◆ BRIEF
Without skipping or changing anything, print all the entries.
>>>
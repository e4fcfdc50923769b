//! Shared test utilities for ticket registry testing.
//!
//! Feature-gated behind `testutil`. Enable it in `[dev-dependencies]`:
//!
//! ```toml
//! [dev-dependencies]
//! cas-ticket-registry = { path = "../registry", features = ["testutil"] }
//! ```

use std::sync::Arc;

use cas_ticket::{
    Service, Ticket, TicketFactory, TicketPolicies,
    testutil::{SequentialIdGenerator, authentication},
};
use chrono::{DateTime, Utc};

use crate::{
    error::{RegistryError, RegistryResult},
    registry::TicketRegistry,
};

/// A factory issuing readable sequential IDs (`TGT-1`, `ST-1`, ...) with
/// `policies`.
#[must_use]
pub fn factory(policies: TicketPolicies) -> TicketFactory {
    TicketFactory::builder()
        .id_generator(Arc::new(SequentialIdGenerator::default()))
        .policies(policies)
        .build()
}

/// Service URL `https://app{n}.example.org`.
#[must_use]
pub fn service(n: usize) -> Service {
    Service::new(format!("https://app{n}.example.org"))
}

/// IDs of a session tree written by [`seed_session`].
#[derive(Debug, Clone)]
pub struct SeededSession {
    /// The root ticket-granting ticket.
    pub ticket_granting_ticket: String,
    /// Service tickets granted directly by the TGT.
    pub service_tickets: Vec<String>,
    /// Proxy-granting ticket minted from the first service ticket.
    pub proxy_granting_ticket: String,
    /// Proxy tickets granted by the PGT.
    pub proxy_tickets: Vec<String>,
}

impl SeededSession {
    /// Total number of tickets in the tree.
    #[must_use]
    pub fn len(&self) -> usize {
        2 + self.service_tickets.len() + self.proxy_tickets.len()
    }

    /// Always `false`: a seeded tree has at least a TGT and a PGT.
    #[must_use]
    pub fn is_empty(&self) -> bool {
        false
    }
}

/// Writes a TGT with `service_tickets` STs (at least one), a PGT minted
/// from the first ST, and `proxy_tickets` PTs granted by that PGT.
///
/// # Errors
///
/// Returns any registry error raised while writing.
pub async fn seed_session<R: TicketRegistry + ?Sized>(
    registry: &R,
    factory: &TicketFactory,
    principal: &str,
    service_tickets: usize,
    proxy_tickets: usize,
    now: DateTime<Utc>,
) -> RegistryResult<SeededSession> {
    let mut tgt = factory.create_ticket_granting_ticket(authentication(principal), now);
    let mut st_ids = Vec::with_capacity(service_tickets);
    let mut first_st = None;
    for n in 0..service_tickets.max(1) {
        let st = factory
            .grant_service_ticket(&mut tgt, service(n), false, now)
            .map_err(|e| RegistryError::internal(e.to_string()))?;
        st_ids.push(st.id().to_owned());
        let st: Ticket = st.into();
        if first_st.is_none() {
            first_st = Some(st.clone());
        }
        registry.add_ticket(st).await?;
    }

    let mut first_st = first_st.ok_or_else(|| RegistryError::internal("no service ticket"))?;
    let proxied_by = Service::new("https://proxy.example.org/pgtCallback");
    let mut pgt = factory
        .grant_proxy_granting_ticket(&mut first_st, authentication(principal), proxied_by.clone(), now)
        .map_err(|e| RegistryError::internal(e.to_string()))?;
    tgt.record_proxy_granting_ticket(pgt.id(), proxied_by);
    registry.update_ticket(first_st).await?;

    let mut pt_ids = Vec::with_capacity(proxy_tickets);
    for n in 0..proxy_tickets {
        let pt = factory
            .grant_proxy_ticket(&mut pgt, service(100 + n), now)
            .map_err(|e| RegistryError::internal(e.to_string()))?;
        pt_ids.push(pt.id().to_owned());
        registry.add_ticket(pt.into()).await?;
    }

    let seeded = SeededSession {
        ticket_granting_ticket: tgt.id().to_owned(),
        service_tickets: st_ids,
        proxy_granting_ticket: pgt.id().to_owned(),
        proxy_tickets: pt_ids,
    };
    registry.add_ticket(pgt.into()).await?;
    registry.add_ticket(tgt.into()).await?;
    Ok(seeded)
}

/// Assert that a [`RegistryResult`] is a [`RegistryError::Unavailable`].
///
/// # Examples
///
/// ```no_run
/// // Requires the `testutil` feature to be enabled.
/// use cas_ticket_registry::{assert_unavailable, RegistryError, RegistryResult};
///
/// let result: RegistryResult<()> = Err(RegistryError::unavailable("down"));
/// assert_unavailable!(result);
/// ```
#[macro_export]
macro_rules! assert_unavailable {
    ($result:expr) => {
        assert!(
            matches!($result, Err($crate::error::RegistryError::Unavailable { .. })),
            "expected RegistryError::Unavailable, got: {:?}",
            $result,
        );
    };
    ($result:expr, $msg:expr) => {
        assert!(
            matches!($result, Err($crate::error::RegistryError::Unavailable { .. })),
            "{}: expected RegistryError::Unavailable, got: {:?}",
            $msg,
            $result,
        );
    };
}

/// Assert that a [`RegistryResult`] is `Ok` and return the inner value.
#[macro_export]
macro_rules! assert_registry_ok {
    ($result:expr) => {
        match $result {
            Ok(val) => val,
            Err(e) => panic!("expected Ok, got RegistryError: {e:?}"),
        }
    };
    ($result:expr, $msg:expr) => {
        match $result {
            Ok(val) => val,
            Err(e) => panic!("{}: expected Ok, got RegistryError: {e:?}", $msg),
        }
    };
}

/// Whether `result` is an `Unavailable` error.
pub fn is_unavailable<T>(result: &RegistryResult<T>) -> bool {
    matches!(result, Err(RegistryError::Unavailable { .. }))
}

#[cfg(test)]
#[allow(clippy::expect_used)]
mod tests {
    use cas_ticket::testutil::epoch;

    use super::*;
    use crate::MemoryTicketRegistry;

    #[tokio::test]
    async fn test_seed_session_writes_whole_tree() {
        let registry = MemoryTicketRegistry::new();
        let factory = factory(TicketPolicies::default());
        let seeded = seed_session(&registry, &factory, "alice", 3, 2, epoch())
            .await
            .expect("seed");

        assert_eq!(seeded.len(), 7);
        assert_eq!(registry.len(), 7);
        assert_eq!(seeded.ticket_granting_ticket, "TGT-1");
        assert_eq!(seeded.proxy_tickets, vec!["PT-1".to_owned(), "PT-2".to_owned()]);
    }

    #[test]
    fn test_assert_unavailable_macro() {
        let result: RegistryResult<()> = Err(RegistryError::unavailable("down"));
        assert_unavailable!(result);
        assert!(is_unavailable(&result));
    }
}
<<<
◆ TASK SOLUTION
repository e4fcfdc50923769b
//! Shared test utilities for ticket registry testing.
//!
//! Feature-gated behind `testutil`. Enable it in `[dev-dependencies]`:
//!
//! ```toml
//! [dev-dependencies]
//! cas-ticket-registry = { path = "../registry", features = ["testutil"] }
//! ```

use std::sync::Arc;

use cas_ticket::{
    Service, Ticket, TicketFactory, TicketPolicies,
    testutil::{SequentialIdGenerator, authentication},
};
use chrono::{DateTime, Utc};

use crate::{
    error::{RegistryError, RegistryResult},
    registry::TicketRegistry,
};

/// A factory issuing readable sequential IDs (`TGT-1`, `ST-1`, ...) with
/// `policies`.
#[must_use]
pub fn factory(policies: TicketPolicies) -> TicketFactory {
    TicketFactory::builder()
        .id_generator(Arc::new(SequentialIdGenerator::default()))
        .policies(policies)
        .build()
}

/// Service URL `https://app{n}.example.org`.
#[must_use]
pub fn service(n: usize) -> Service {
    Service::new(format!("https://app{n}.example.org"))
}

/// IDs of a session tree written by [`seed_session`].
#[derive(Debug, Clone)]
pub struct SeededSession {
    /// The root ticket-granting ticket.
    pub ticket_granting_ticket: String,
    /// Service tickets granted directly by the TGT.
    pub service_tickets: Vec<String>,
    /// Proxy-granting ticket minted from the first service ticket.
    pub proxy_granting_ticket: String,
    /// Proxy tickets granted by the PGT.
    pub proxy_tickets: Vec<String>,
}

impl SeededSession {
    /// Total number of tickets in the tree.
    #[must_use]
    pub fn len(&self) -> usize {
        2 + self.service_tickets.len() + self.proxy_tickets.len()
    }

    /// Always `false`: a seeded tree has at least a TGT and a PGT.
    #[must_use]
    pub fn is_empty(&self) -> bool {
        false
    }
}

/// Writes a TGT with `service_tickets` STs (at least one), a PGT minted
/// from the first ST, and `proxy_tickets` PTs granted by that PGT.
///
/// # Errors
///
/// Returns any registry error raised while writing.
pub async fn seed_session<R: TicketRegistry + ?Sized>(
    registry: &R,
    factory: &TicketFactory,
    principal: &str,
    service_tickets: usize,
    proxy_tickets: usize,
    now: DateTime<Utc>,
) -> RegistryResult<SeededSession> {
    let mut tgt = factory.create_ticket_granting_ticket(authentication(principal), now);
    let mut st_ids = Vec::with_capacity(service_tickets);
    let mut first_st = None;
    for n in 0..service_tickets.max(1) {
        let st = factory
            .grant_service_ticket(&mut tgt, service(n), false, now)
            .map_err(|e| RegistryError::internal(e.to_string()))?;
        st_ids.push(st.id().to_owned());
        let st: Ticket = st.into();
        if first_st.is_none() {
            first_st = Some(st.clone());
        }
        registry.add_ticket(st).await?;
    }

    let mut first_st = first_st.ok_or_else(|| RegistryError::internal("no service ticket"))?;
    let proxied_by = Service::new("https://proxy.example.org/pgtCallback");
    let mut pgt = factory
        .grant_proxy_granting_ticket(&mut first_st, authentication(principal), proxied_by.clone(), now)
        .map_err(|e| RegistryError::internal(e.to_string()))?;
    tgt.record_proxy_granting_ticket(pgt.id(), proxied_by);
    registry.update_ticket(first_st).await?;

    let mut pt_ids = Vec::with_capacity(proxy_tickets);
    for n in 0..proxy_tickets {
        let pt = factory
            .grant_proxy_ticket(&mut pgt, service(100 + n), now)
            .map_err(|e| RegistryError::internal(e.to_string()))?;
        pt_ids.push(pt.id().to_owned());
        registry.add_ticket(pt.into()).await?;
    }

    let seeded = SeededSession {
        ticket_granting_ticket: tgt.id().to_owned(),
        service_tickets: st_ids,
        proxy_granting_ticket: pgt.id().to_owned(),
        proxy_tickets: pt_ids,
    };
    registry.add_ticket(pgt.into()).await?;
    registry.add_ticket(tgt.into()).await?;
    Ok(seeded)
}

/// Assert that a [`RegistryResult`] is a [`RegistryError::Unavailable`].
///
/// # Examples
///
/// ```no_run
/// // Requires the `testutil` feature to be enabled.
/// use cas_ticket_registry::{assert_unavailable, RegistryError, RegistryResult};
///
/// let result: RegistryResult<()> = Err(RegistryError::unavailable("down"));
/// assert_unavailable!(result);
/// ```
#[macro_export]
macro_rules! assert_unavailable {
    ($result:expr) => {
        assert!(
            matches!($result, Err($crate::error::RegistryError::Unavailable { .. })),
            "expected RegistryError::Unavailable, got: {:?}",
            $result,
        );
    };
    ($result:expr, $msg:expr) => {
        assert!(
            matches!($result, Err($crate::error::RegistryError::Unavailable { .. })),
            "{}: expected RegistryError::Unavailable, got: {:?}",
            $msg,
            $result,
        );
    };
}

/// Assert that a [`RegistryResult`] is `Ok` and return the inner value.
#[macro_export]
macro_rules! assert_registry_ok {
    ($result:expr) => {
        match $result {
            Ok(val) => val,
            Err(e) => panic!("expected Ok, got RegistryError: {e:?}"),
        }
    };
    ($result:expr, $msg:expr) => {
        match $result {
            Ok(val) => val,
            Err(e) => panic!("{}: expected Ok, got RegistryError: {e:?}", $msg),
        }
    };
}

/// Whether `result` is an `Unavailable` error.
pub fn is_unavailable<T>(result: &RegistryResult<T>) -> bool {
    matches!(result, Err(RegistryError::Unavailable { .. }))
}

#[cfg(test)]
#[allow(clippy::expect_used)]
mod tests {
    use cas_ticket::testutil::epoch;

    use super::*;
    use crate::MemoryTicketRegistry;

    #[tokio::test]
    async fn test_seed_session_writes_whole_tree() {
        let registry = MemoryTicketRegistry::new();
        let factory = factory(TicketPolicies::default());
        let seeded = seed_session(&registry, &factory, "alice", 3, 2, epoch())
            .await
            .expect("seed");

        assert_eq!(seeded.len(), 7);
        assert_eq!(registry.len(), 7);
        assert_eq!(seeded.ticket_granting_ticket, "TGT-1");
        assert_eq!(seeded.proxy_tickets, vec!["PT-1".to_owned(), "PT-2".to_owned()]);
    }

    #[test]
    fn test_assert_unavailable_macro() {
        let result: RegistryResult<()> = Err(RegistryError::unavailable("down"));
        assert_unavailable!(result);
        assert!(is_unavailable(&result));
    }
}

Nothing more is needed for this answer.